* [What this task involves] Because the lines must stay identical, write out the data without changing anything.

Material provided below:

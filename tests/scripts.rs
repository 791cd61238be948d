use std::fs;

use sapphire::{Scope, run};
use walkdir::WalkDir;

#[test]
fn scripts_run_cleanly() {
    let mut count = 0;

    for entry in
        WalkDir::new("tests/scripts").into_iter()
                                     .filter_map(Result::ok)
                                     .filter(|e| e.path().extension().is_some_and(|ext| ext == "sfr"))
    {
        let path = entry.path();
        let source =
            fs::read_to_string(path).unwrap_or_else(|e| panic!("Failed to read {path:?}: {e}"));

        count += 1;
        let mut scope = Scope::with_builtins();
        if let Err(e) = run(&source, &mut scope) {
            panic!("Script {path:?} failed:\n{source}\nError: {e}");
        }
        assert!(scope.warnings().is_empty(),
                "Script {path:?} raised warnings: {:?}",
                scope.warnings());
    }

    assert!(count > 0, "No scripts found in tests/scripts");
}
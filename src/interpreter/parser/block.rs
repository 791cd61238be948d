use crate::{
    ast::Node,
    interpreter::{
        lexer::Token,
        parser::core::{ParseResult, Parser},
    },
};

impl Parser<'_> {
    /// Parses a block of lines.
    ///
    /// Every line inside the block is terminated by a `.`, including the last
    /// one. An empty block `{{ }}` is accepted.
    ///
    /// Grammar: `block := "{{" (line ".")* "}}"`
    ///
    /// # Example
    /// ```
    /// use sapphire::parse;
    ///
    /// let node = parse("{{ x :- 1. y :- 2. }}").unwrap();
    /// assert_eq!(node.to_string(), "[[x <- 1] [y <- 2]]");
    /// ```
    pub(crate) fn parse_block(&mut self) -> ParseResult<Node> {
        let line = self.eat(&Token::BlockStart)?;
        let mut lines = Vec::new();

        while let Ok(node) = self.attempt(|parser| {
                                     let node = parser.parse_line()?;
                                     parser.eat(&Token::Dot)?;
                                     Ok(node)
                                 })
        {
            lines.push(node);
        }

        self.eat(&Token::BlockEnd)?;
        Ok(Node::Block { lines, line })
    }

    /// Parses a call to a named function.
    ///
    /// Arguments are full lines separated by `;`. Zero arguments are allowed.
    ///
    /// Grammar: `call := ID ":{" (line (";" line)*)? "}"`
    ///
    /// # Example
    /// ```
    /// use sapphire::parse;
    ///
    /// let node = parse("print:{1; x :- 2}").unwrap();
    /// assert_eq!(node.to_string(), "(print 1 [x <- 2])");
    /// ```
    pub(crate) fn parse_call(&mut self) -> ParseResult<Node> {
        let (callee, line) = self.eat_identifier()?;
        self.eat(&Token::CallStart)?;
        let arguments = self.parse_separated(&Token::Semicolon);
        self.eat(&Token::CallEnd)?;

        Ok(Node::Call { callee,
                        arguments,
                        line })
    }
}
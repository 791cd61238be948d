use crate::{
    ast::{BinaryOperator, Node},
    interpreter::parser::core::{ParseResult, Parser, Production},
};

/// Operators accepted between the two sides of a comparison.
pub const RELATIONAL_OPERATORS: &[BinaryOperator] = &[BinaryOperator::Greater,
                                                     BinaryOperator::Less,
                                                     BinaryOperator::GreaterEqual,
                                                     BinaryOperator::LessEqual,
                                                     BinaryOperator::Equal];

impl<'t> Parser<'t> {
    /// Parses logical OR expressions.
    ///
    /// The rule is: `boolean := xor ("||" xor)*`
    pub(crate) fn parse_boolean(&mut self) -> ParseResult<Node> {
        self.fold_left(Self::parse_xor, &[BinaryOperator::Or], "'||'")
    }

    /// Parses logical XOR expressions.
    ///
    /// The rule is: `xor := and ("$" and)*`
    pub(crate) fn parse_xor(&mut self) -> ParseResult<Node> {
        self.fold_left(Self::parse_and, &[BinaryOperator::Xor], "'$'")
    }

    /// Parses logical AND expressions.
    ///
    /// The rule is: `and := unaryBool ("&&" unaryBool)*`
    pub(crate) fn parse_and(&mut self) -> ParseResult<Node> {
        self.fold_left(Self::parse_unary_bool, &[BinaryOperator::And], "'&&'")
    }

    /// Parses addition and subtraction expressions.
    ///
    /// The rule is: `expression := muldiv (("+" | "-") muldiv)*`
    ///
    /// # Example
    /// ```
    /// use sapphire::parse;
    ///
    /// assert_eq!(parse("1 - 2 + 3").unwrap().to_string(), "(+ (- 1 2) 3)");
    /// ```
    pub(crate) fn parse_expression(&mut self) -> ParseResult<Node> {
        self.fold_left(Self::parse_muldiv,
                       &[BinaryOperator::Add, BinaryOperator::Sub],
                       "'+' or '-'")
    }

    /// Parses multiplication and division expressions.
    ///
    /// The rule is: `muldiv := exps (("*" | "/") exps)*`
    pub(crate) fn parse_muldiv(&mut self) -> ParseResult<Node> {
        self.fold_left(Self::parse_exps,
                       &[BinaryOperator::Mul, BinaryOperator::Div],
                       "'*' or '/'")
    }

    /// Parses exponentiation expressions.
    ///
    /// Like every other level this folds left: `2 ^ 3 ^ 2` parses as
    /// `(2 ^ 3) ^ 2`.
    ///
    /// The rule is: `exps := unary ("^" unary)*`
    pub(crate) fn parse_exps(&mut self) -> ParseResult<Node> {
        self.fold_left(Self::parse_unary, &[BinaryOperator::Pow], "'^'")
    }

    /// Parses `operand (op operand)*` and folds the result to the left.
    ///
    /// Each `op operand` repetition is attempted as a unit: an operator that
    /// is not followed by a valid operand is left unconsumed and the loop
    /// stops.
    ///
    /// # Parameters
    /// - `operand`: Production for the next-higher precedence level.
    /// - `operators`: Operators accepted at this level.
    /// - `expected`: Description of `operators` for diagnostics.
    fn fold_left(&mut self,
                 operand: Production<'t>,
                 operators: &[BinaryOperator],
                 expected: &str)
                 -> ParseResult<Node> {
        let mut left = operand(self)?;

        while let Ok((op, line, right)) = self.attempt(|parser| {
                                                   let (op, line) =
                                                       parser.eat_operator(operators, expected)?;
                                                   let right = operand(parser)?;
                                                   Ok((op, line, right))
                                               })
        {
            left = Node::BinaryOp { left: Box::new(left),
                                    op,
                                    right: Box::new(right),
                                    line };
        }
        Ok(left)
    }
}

End of Material provided.

* [Task output]
filename tests/scripts.rs
repository 791cd61238be948d
use std::fs;

use sapphire::{Scope, run};
use walkdir::WalkDir;

#[test]
fn scripts_run_cleanly() {
    let mut count = 0;

    for entry in
        WalkDir::new("tests/scripts").into_iter()
                                     .filter_map(Result::ok)
                                     .filter(|e| e.path().extension().is_some_and(|ext| ext == "sfr"))
    {
        let path = entry.path();
        let source =
            fs::read_to_string(path).unwrap_or_else(|e| panic!("Failed to read {path:?}: {e}"));

        count += 1;
        let mut scope = Scope::with_builtins();
        if let Err(e) = run(&source, &mut scope) {
            panic!("Script {path:?} failed:\n{source}\nError: {e}");
        }
        assert!(scope.warnings().is_empty(),
                "Script {path:?} raised warnings: {:?}",
                scope.warnings());
    }

    assert!(count > 0, "No scripts found in tests/scripts");
}
filename src/interpreter/parser/block.rs
repository 791cd61238be948d
use crate::{
    ast::Node,
    interpreter::{
        lexer::Token,
        parser::core::{ParseResult, Parser},
    },
};

impl Parser<'_> {
    /// Parses a block of lines.
    ///
    /// Every line inside the block is terminated by a `.`, including the last
    /// one. An empty block `{{ }}` is accepted.
    ///
    /// Grammar: `block := "{{" (line ".")* "}}"`
    ///
    /// # Example
    /// ```
    /// use sapphire::parse;
    ///
    /// let node = parse("{{ x :- 1. y :- 2. }}").unwrap();
    /// assert_eq!(node.to_string(), "[[x <- 1] [y <- 2]]");
    /// ```
    pub(crate) fn parse_block(&mut self) -> ParseResult<Node> {
        let line = self.eat(&Token::BlockStart)?;
        let mut lines = Vec::new();

        while let Ok(node) = self.attempt(|parser| {
                                     let node = parser.parse_line()?;
                                     parser.eat(&Token::Dot)?;
                                     Ok(node)
                                 })
        {
            lines.push(node);
        }

        self.eat(&Token::BlockEnd)?;
        Ok(Node::Block { lines, line })
    }

    /// Parses a call to a named function.
    ///
    /// Arguments are full lines separated by `;`. Zero arguments are allowed.
    ///
    /// Grammar: `call := ID ":{" (line (";" line)*)? "}"`
    ///
    /// # Example
    /// ```
    /// use sapphire::parse;
    ///
    /// let node = parse("print:{1; x :- 2}").unwrap();
    /// assert_eq!(node.to_string(), "(print 1 [x <- 2])");
    /// ```
    pub(crate) fn parse_call(&mut self) -> ParseResult<Node> {
        let (callee, line) = self.eat_identifier()?;
        self.eat(&Token::CallStart)?;
        let arguments = self.parse_separated(&Token::Semicolon);
        self.eat(&Token::CallEnd)?;

        Ok(Node::Call { callee,
                        arguments,
                        line })
    }
}
repository 791cd61238be948d
use crate::{
    ast::{BinaryOperator, Node},
    interpreter::parser::core::{ParseResult, Parser, Production},
};

/// Operators accepted between the two sides of a comparison.
pub const RELATIONAL_OPERATORS: &[BinaryOperator] = &[BinaryOperator::Greater,
                                                     BinaryOperator::Less,
                                                     BinaryOperator::GreaterEqual,
                                                     BinaryOperator::LessEqual,
                                                     BinaryOperator::Equal];

impl<'t> Parser<'t> {
    /// Parses logical OR expressions.
    ///
    /// The rule is: `boolean := xor ("||" xor)*`
    pub(crate) fn parse_boolean(&mut self) -> ParseResult<Node> {
        self.fold_left(Self::parse_xor, &[BinaryOperator::Or], "'||'")
    }

    /// Parses logical XOR expressions.
    ///
    /// The rule is: `xor := and ("$" and)*`
    pub(crate) fn parse_xor(&mut self) -> ParseResult<Node> {
        self.fold_left(Self::parse_and, &[BinaryOperator::Xor], "'$'")
    }

    /// Parses logical AND expressions.
    ///
    /// The rule is: `and := unaryBool ("&&" unaryBool)*`
    pub(crate) fn parse_and(&mut self) -> ParseResult<Node> {
        self.fold_left(Self::parse_unary_bool, &[BinaryOperator::And], "'&&'")
    }

    /// Parses addition and subtraction expressions.
    ///
    /// The rule is: `expression := muldiv (("+" | "-") muldiv)*`
    ///
    /// # Example
    /// ```
    /// use sapphire::parse;
    ///
    /// assert_eq!(parse("1 - 2 + 3").unwrap().to_string(), "(+ (- 1 2) 3)");
    /// ```
    pub(crate) fn parse_expression(&mut self) -> ParseResult<Node> {
        self.fold_left(Self::parse_muldiv,
                       &[BinaryOperator::Add, BinaryOperator::Sub],
                       "'+' or '-'")
    }

    /// Parses multiplication and division expressions.
    ///
    /// The rule is: `muldiv := exps (("*" | "/") exps)*`
    pub(crate) fn parse_muldiv(&mut self) -> ParseResult<Node> {
        self.fold_left(Self::parse_exps,
                       &[BinaryOperator::Mul, BinaryOperator::Div],
                       "'*' or '/'")
    }

    /// Parses exponentiation expressions.
    ///
    /// Like every other level this folds left: `2 ^ 3 ^ 2` parses as
    /// `(2 ^ 3) ^ 2`.
    ///
    /// The rule is: `exps := unary ("^" unary)*`
    pub(crate) fn parse_exps(&mut self) -> ParseResult<Node> {
        self.fold_left(Self::parse_unary, &[BinaryOperator::Pow], "'^'")
    }

    /// Parses `operand (op operand)*` and folds the result to the left.
    ///
    /// Each `op operand` repetition is attempted as a unit: an operator that
    /// is not followed by a valid operand is left unconsumed and the loop
    /// stops.
    ///
    /// # Parameters
    /// - `operand`: Production for the next-higher precedence level.
    /// - `operators`: Operators accepted at this level.
    /// - `expected`: Description of `operators` for diagnostics.
    fn fold_left(&mut self,
                 operand: Production<'t>,
                 operators: &[BinaryOperator],
                 expected: &str)
                 -> ParseResult<Node> {
        let mut left = operand(self)?;

        while let Ok((op, line, right)) = self.attempt(|parser| {
                                                   let (op, line) =
                                                       parser.eat_operator(operators, expected)?;
                                                   let right = operand(parser)?;
                                                   Ok((op, line, right))
                                               })
        {
            left = Node::BinaryOp { left: Box::new(left),
                                    op,
                                    right: Box::new(right),
                                    line };
        }
        Ok(left)
    }
}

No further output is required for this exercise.